AKD Securities Limited – AKD Daily 19-04-2022

Karachi, April 19, 2022 (PPI-OT): MLCF and ASTL: Result Previews

MLCF – 3QFY22 EPS to stand at PkR1.02: Maple Leaf Cement Factory Limited (MLCF) will be holding its board meeting today to announce 9MFY22 result where we expect unconsolidated EPS of PkR3.2 for 9MFY22, down 36%YoY. Unconsolidated EPS for 3QFY22 is expected to stand at PkR1.02, down 75/39% YoY/QoQ. The decline in profitability is a result of increasing energy prices where we witnessed coal prices touching an all time of high of USD460/ton during Mar’22. However, company has been utilizing other sources to counter the impact of coal prices where Afghan coal took the lead with MLCF utilizing it for 60-70% of the energy requirement for line-1 and line-2. For line-3, company has relied on pet coke to fulfill its energy requirements. A significant decline of 75% in profitability for 3QFY22 on YoY basis is majorly due to high base as MLCF realized a dividend from Maple Leaf Electric. Topline for 3QFY22 is expected to increase by 25%YoY majorly due to higher retail prices as manufacturers look to pass on increasing cost however on QoQ basis, topline is expected to decline by 3% as impact of higher prices has been more than offset by the decline in offtake. Gross margin for 3QFY22 is expected to stand at 23% against 31% for 2QFY22 while on YoY basis, a decline of 0.6ppts is expected to be witnessed. On consolidated basis, we expect profitability to stand at PkR1,392bn (EPS: PkR1.27) for 3QFY22.

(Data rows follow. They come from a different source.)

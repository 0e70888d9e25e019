//! In-process job queue (spec §4.B): FIFO of pending job ids, a job-state
//! cache, and the ask-user rendezvous. Grounded on the teacher's
//! `session_lock.rs` (per-key primitive registered lazily, guarded by a
//! `parking_lot::Mutex`) and `approval.rs` (oneshot-channel rendezvous keyed
//! by id, with a caller-supplied timeout).

use std::collections::HashMap;
use std::sync::Arc;
use std::time::Duration;

use parking_lot::RwLock;
use tokio::sync::{mpsc, oneshot, Mutex as AsyncMutex};

use warden_domain::model::{Id, Job, JobStatus};
use warden_domain::{Error, Result};
use warden_store::{JobOptions, Store};

/// Process-lifetime cache of job state plus the pending FIFO and the
/// ask-user rendezvous. One instance is shared across all workers.
pub struct JobQueue {
    store: Arc<Store>,
    cache: RwLock<HashMap<Id, Job>>,
    pending_tx: mpsc::UnboundedSender<Id>,
    pending_rx: AsyncMutex<mpsc::UnboundedReceiver<Id>>,
    /// Senders fire when `set_response` delivers a user reply.
    waiters: parking_lot::Mutex<HashMap<Id, oneshot::Sender<String>>>,
    /// Receivers are taken out (moved) the first time something waits.
    receivers: parking_lot::Mutex<HashMap<Id, oneshot::Receiver<String>>>,
    suggestions: RwLock<HashMap<Id, Vec<String>>>,
}

impl JobQueue {
    pub fn new(store: Arc<Store>) -> Self {
        let (pending_tx, pending_rx) = mpsc::unbounded_channel();
        Self {
            store,
            cache: RwLock::new(HashMap::new()),
            pending_tx,
            pending_rx: AsyncMutex::new(pending_rx),
            waiters: parking_lot::Mutex::new(HashMap::new()),
            receivers: parking_lot::Mutex::new(HashMap::new()),
            suggestions: RwLock::new(HashMap::new()),
        }
    }

    /// Persist the initial row and cache it. Does not enqueue — call
    /// [`JobQueue::enqueue`] separately once the caller is ready.
    pub fn create_job(
        &self,
        conversation_id: &str,
        message: impl Into<String>,
        opts: JobOptions,
    ) -> Result<Job> {
        let job_id = uuid::Uuid::new_v4().to_string();
        let job = self
            .store
            .create_job(job_id, conversation_id.to_owned(), message.into(), opts)?;
        self.cache.write().insert(job.id.clone(), job.clone());
        Ok(job)
    }

    pub fn enqueue(&self, job_id: &Id) {
        let _ = self.pending_tx.send(job_id.clone());
    }

    /// Block until a job is available or `timeout` elapses.
    pub async fn dequeue(&self, timeout: Duration) -> Option<Id> {
        let mut rx = self.pending_rx.lock().await;
        tokio::time::timeout(timeout, rx.recv()).await.ok().flatten()
    }

    pub fn get_job(&self, job_id: &Id) -> Option<Job> {
        if let Some(job) = self.cache.read().get(job_id).cloned() {
            return Some(job);
        }
        self.store.get_job(job_id)
    }

    pub fn get_job_field<T>(&self, job_id: &Id, f: impl FnOnce(&Job) -> T) -> Option<T> {
        self.get_job(job_id).as_ref().map(f)
    }

    pub fn get_active_job_for_conversation(&self, conversation_id: &str) -> Option<Job> {
        self.cache
            .read()
            .values()
            .filter(|j| j.conversation_id == conversation_id)
            .find(|j| {
                matches!(
                    j.status,
                    JobStatus::Pending | JobStatus::Running | JobStatus::WaitingForInput
                )
            })
            .cloned()
    }

    /// Update cached status (and any of the optional terminal fields);
    /// durably persists on transition to `running` or any terminal status.
    pub fn set_status(
        &self,
        job_id: &Id,
        status: JobStatus,
        result: Option<String>,
        error: Option<String>,
    ) -> Result<()> {
        let is_durable_point = matches!(
            status,
            JobStatus::Running | JobStatus::Completed | JobStatus::Failed | JobStatus::Cancelled
        );

        let updated = {
            let mut cache = self.cache.write();
            let job = cache
                .get_mut(job_id)
                .ok_or_else(|| Error::Store(format!("unknown job {job_id}")))?;
            job.status = status;
            let now = chrono::Utc::now();
            match status {
                JobStatus::Running if job.started_at.is_none() => job.started_at = Some(now),
                JobStatus::Completed | JobStatus::Failed | JobStatus::Cancelled => {
                    job.completed_at = Some(now)
                }
                _ => {}
            }
            if result.is_some() {
                job.result = result;
            }
            if error.is_some() {
                job.error = error;
            }
            job.clone()
        };

        if is_durable_point {
            self.store.save_job(updated)?;
        }
        Ok(())
    }

    /// Transition `running -> waiting_for_input`, stash the question, and
    /// install a fresh rendezvous channel for the reply.
    pub fn set_question(
        &self,
        job_id: &Id,
        question: impl Into<String>,
        options: Option<Vec<String>>,
    ) -> Result<()> {
        let (tx, rx) = oneshot::channel();
        self.waiters.lock().insert(job_id.clone(), tx);
        self.receivers.lock().insert(job_id.clone(), rx);

        let updated = {
            let mut cache = self.cache.write();
            let job = cache
                .get_mut(job_id)
                .ok_or_else(|| Error::Store(format!("unknown job {job_id}")))?;
            job.status = JobStatus::WaitingForInput;
            job.question = Some(question.into());
            job.question_options = options;
            job.clone()
        };
        self.store.save_job(updated)
    }

    /// Block the caller until the rendezvous is signalled or `timeout`
    /// elapses. Returns `None` on timeout (the job remains waiting).
    pub async fn wait_for_response_sync(&self, job_id: &Id, timeout: Duration) -> Option<String> {
        let rx = self.receivers.lock().remove(job_id)?;
        match tokio::time::timeout(timeout, rx).await {
            Ok(Ok(response)) => Some(response),
            _ => None,
        }
    }

    /// Record the user's reply, flip the job back to `running`, and signal
    /// whichever worker is blocked in [`JobQueue::wait_for_response_sync`].
    pub fn set_response(&self, job_id: &Id, text: impl Into<String>) -> Result<()> {
        let text = text.into();
        let updated = {
            let mut cache = self.cache.write();
            let job = cache
                .get_mut(job_id)
                .ok_or_else(|| Error::Store(format!("unknown job {job_id}")))?;
            job.user_response = Some(text.clone());
            job.status = JobStatus::Running;
            job.clone()
        };
        self.store.save_job(updated)?;
        if let Some(tx) = self.waiters.lock().remove(job_id) {
            let _ = tx.send(text);
        }
        Ok(())
    }

    pub fn cancel(&self, job_id: &Id) {
        if let Some(job) = self.cache.write().get_mut(job_id) {
            job.is_cancelled = true;
        }
    }

    pub fn force_respond(&self, job_id: &Id) {
        if let Some(job) = self.cache.write().get_mut(job_id) {
            job.is_force_respond = true;
        }
    }

    pub fn set_suggestions(&self, job_id: &Id, suggestions: Vec<String>) {
        self.suggestions.write().insert(job_id.clone(), suggestions);
    }

    pub fn get_suggestions(&self, job_id: &Id) -> Vec<String> {
        self.suggestions.read().get(job_id).cloned().unwrap_or_default()
    }
}

#[cfg(test)]
mod tests {
    use super::*;
    use std::time::Duration;
    use tempfile::tempdir;

    fn queue() -> (JobQueue, tempfile::TempDir) {
        let dir = tempdir().unwrap();
        let store = Arc::new(Store::open(dir.path()).unwrap());
        (JobQueue::new(store), dir)
    }

    #[tokio::test]
    async fn enqueue_then_dequeue_fifo() {
        let (q, _dir) = queue();
        let conv = q.store.create_conversation(None).unwrap();
        let job_a = q.create_job(&conv.id, "a", JobOptions::default()).unwrap();
        let job_b = q.create_job(&conv.id, "b", JobOptions::default()).unwrap();
        q.enqueue(&job_a.id);
        q.enqueue(&job_b.id);

        let first = q.dequeue(Duration::from_millis(50)).await.unwrap();
        let second = q.dequeue(Duration::from_millis(50)).await.unwrap();
        assert_eq!(first, job_a.id);
        assert_eq!(second, job_b.id);
    }

    #[tokio::test]
    async fn dequeue_times_out_when_empty() {
        let (q, _dir) = queue();
        assert!(q.dequeue(Duration::from_millis(20)).await.is_none());
    }

    #[tokio::test]
    async fn ask_user_rendezvous_round_trips() {
        let (q, _dir) = queue();
        let conv = q.store.create_conversation(None).unwrap();
        let job = q.create_job(&conv.id, "hi", JobOptions::default()).unwrap();
        q.set_status(&job.id, JobStatus::Running, None, None).unwrap();
        q.set_question(&job.id, "which format?", Some(vec!["PDF".into()]))
            .unwrap();

        let q = Arc::new(q);
        let q2 = q.clone();
        let job_id = job.id.clone();
        let handle = tokio::spawn(async move { q2.wait_for_response_sync(&job_id, Duration::from_secs(1)).await });

        tokio::time::sleep(Duration::from_millis(10)).await;
        q.set_response(&job.id, "PDF").unwrap();

        let response = handle.await.unwrap();
        assert_eq!(response, Some("PDF".to_string()));
        assert_eq!(q.get_job(&job.id).unwrap().status, JobStatus::Running);
    }

    #[test]
    fn cancel_and_force_respond_are_cooperative_flags() {
        let (q, _dir) = queue();
        let conv = q.store.create_conversation(None).unwrap();
        let job = q.create_job(&conv.id, "hi", JobOptions::default()).unwrap();
        q.cancel(&job.id);
        q.force_respond(&job.id);
        let cached = q.get_job(&job.id).unwrap();
        assert!(cached.is_cancelled);
        assert!(cached.is_force_respond);
    }

    #[test]
    fn active_job_lookup_filters_terminal_states() {
        let (q, _dir) = queue();
        let conv = q.store.create_conversation(None).unwrap();
        let job = q.create_job(&conv.id, "hi", JobOptions::default()).unwrap();
        assert!(q.get_active_job_for_conversation(&conv.id).is_some());
        q.set_status(&job.id, JobStatus::Completed, Some("done".into()), None)
            .unwrap();
        assert!(q.get_active_job_for_conversation(&conv.id).is_none());
    }
}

ASTL – Earnings to remain solid in 3QFY22: ASTL is slated to announce its 3QFY22 result (21st Apr’22), where we expect the company to record NPAT of PkR582mn (EPS: PkR1.96) vs NPAT of PkR503mn (EPS: PkR1.69) in 3QFY21. The expected earnings primarily emanate from: i) 63.6/8% YoY/QoQ growth in the topline largely on account of higher rebar prices (+9.2%QoQ). Gross margin is likely to decline compared to YoY and QoQ basis (GM: 10.8% in 3QFY22E vs. 13.9% in 3QFY21 and 11.5% in 2QFY22), where input cost pressures (avg. scrap prices up 13%QoQ) coupled with PkR depreciation against US$ (3.7%QoQ) and fuel cost are key factors. Moreover, earnings are likely to see an improvement/decline of 15.7/3.3% for YoY/QoQ. The company currently trades at FY22/23F P/E of 3.9/3.5x while 3-yr PEG stands at 0.16x with our TP of PkR57/sh provides a capital upside of 75% from last close – Buy.